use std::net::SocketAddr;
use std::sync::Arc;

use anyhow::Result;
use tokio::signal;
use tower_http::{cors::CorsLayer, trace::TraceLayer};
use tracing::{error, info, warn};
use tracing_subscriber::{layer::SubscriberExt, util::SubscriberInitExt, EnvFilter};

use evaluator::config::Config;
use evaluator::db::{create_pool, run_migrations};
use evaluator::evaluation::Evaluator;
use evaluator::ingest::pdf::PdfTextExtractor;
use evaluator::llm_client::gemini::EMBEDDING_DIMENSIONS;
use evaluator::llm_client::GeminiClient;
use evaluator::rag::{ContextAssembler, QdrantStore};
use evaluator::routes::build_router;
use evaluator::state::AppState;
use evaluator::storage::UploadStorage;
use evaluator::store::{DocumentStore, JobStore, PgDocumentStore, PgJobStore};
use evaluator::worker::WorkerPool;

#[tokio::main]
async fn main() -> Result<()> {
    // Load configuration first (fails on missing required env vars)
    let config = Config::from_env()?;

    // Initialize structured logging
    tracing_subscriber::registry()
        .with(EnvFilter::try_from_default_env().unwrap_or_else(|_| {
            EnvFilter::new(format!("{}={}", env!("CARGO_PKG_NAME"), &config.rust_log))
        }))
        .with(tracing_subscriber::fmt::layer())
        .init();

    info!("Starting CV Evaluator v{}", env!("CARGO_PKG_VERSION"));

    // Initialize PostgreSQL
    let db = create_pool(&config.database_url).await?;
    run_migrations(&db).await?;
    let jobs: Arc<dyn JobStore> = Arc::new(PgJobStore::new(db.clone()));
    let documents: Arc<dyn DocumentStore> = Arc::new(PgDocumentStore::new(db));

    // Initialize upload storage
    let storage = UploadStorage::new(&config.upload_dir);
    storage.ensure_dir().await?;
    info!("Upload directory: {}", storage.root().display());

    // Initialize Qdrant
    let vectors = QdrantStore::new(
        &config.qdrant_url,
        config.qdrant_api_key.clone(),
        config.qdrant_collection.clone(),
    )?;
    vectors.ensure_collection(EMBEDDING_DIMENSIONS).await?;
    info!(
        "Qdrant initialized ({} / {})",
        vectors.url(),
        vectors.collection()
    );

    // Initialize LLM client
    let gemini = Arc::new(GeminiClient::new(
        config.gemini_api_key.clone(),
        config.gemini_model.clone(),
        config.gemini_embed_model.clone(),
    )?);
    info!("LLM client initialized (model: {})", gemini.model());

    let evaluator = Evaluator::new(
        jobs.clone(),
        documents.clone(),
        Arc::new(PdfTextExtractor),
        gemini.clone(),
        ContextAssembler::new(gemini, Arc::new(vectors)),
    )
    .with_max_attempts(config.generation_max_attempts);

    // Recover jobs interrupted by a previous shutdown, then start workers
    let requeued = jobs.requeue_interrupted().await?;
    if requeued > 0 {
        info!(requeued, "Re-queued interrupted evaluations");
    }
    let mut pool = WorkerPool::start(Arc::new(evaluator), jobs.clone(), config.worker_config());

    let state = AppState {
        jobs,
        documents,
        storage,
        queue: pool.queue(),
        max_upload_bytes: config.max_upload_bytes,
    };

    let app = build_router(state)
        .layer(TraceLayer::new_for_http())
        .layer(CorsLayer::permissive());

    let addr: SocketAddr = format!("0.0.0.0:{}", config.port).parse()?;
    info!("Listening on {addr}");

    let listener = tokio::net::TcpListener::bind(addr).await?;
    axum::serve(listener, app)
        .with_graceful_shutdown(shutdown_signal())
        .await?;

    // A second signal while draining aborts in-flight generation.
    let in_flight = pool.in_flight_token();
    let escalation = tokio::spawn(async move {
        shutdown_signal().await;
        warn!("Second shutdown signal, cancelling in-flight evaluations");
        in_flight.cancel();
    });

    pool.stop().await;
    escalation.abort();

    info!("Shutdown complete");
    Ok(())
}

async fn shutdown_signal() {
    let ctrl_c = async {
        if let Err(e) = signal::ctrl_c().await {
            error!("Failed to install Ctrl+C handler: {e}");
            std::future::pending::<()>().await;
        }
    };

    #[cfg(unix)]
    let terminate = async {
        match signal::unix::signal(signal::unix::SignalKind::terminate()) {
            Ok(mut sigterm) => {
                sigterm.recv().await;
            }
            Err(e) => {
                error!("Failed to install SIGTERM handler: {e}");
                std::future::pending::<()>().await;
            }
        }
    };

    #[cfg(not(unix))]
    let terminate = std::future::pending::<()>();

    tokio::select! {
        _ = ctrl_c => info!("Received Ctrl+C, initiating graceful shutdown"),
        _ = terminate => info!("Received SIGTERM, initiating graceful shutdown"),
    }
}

_ _ _ _ _ _ _

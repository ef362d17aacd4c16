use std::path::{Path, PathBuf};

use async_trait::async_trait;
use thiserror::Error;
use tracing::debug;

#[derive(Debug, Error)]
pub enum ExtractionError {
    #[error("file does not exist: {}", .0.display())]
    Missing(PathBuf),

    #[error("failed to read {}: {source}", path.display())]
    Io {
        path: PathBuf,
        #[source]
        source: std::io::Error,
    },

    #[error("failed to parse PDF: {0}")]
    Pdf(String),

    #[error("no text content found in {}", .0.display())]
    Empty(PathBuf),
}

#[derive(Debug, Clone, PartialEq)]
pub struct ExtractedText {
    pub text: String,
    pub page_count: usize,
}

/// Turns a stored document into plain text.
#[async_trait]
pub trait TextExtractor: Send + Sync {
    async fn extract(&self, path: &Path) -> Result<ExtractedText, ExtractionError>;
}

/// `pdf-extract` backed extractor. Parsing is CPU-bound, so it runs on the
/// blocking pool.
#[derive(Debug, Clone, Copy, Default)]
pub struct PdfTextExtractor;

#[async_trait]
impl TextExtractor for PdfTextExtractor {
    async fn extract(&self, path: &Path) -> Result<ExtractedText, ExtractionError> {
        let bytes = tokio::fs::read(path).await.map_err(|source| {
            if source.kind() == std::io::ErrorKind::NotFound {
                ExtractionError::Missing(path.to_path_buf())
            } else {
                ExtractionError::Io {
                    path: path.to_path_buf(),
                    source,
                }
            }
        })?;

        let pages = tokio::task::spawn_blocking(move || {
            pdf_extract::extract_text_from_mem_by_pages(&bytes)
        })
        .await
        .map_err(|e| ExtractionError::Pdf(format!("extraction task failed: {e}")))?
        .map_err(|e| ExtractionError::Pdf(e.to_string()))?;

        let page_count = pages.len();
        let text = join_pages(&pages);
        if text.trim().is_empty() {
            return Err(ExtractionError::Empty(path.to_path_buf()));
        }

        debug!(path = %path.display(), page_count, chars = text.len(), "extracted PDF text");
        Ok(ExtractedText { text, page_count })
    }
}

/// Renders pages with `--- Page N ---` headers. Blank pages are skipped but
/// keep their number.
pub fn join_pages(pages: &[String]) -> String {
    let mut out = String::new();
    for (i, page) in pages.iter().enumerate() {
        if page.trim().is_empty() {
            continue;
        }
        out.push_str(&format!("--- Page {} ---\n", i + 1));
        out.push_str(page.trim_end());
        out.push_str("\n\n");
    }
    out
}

_ _ _ _ _ _ _

Read through the data and copy every line where "handler" shows up.

▶ [Exercise response]
            error!("Failed to install Ctrl+C handler: {e}");
                error!("Failed to install SIGTERM handler: {e}");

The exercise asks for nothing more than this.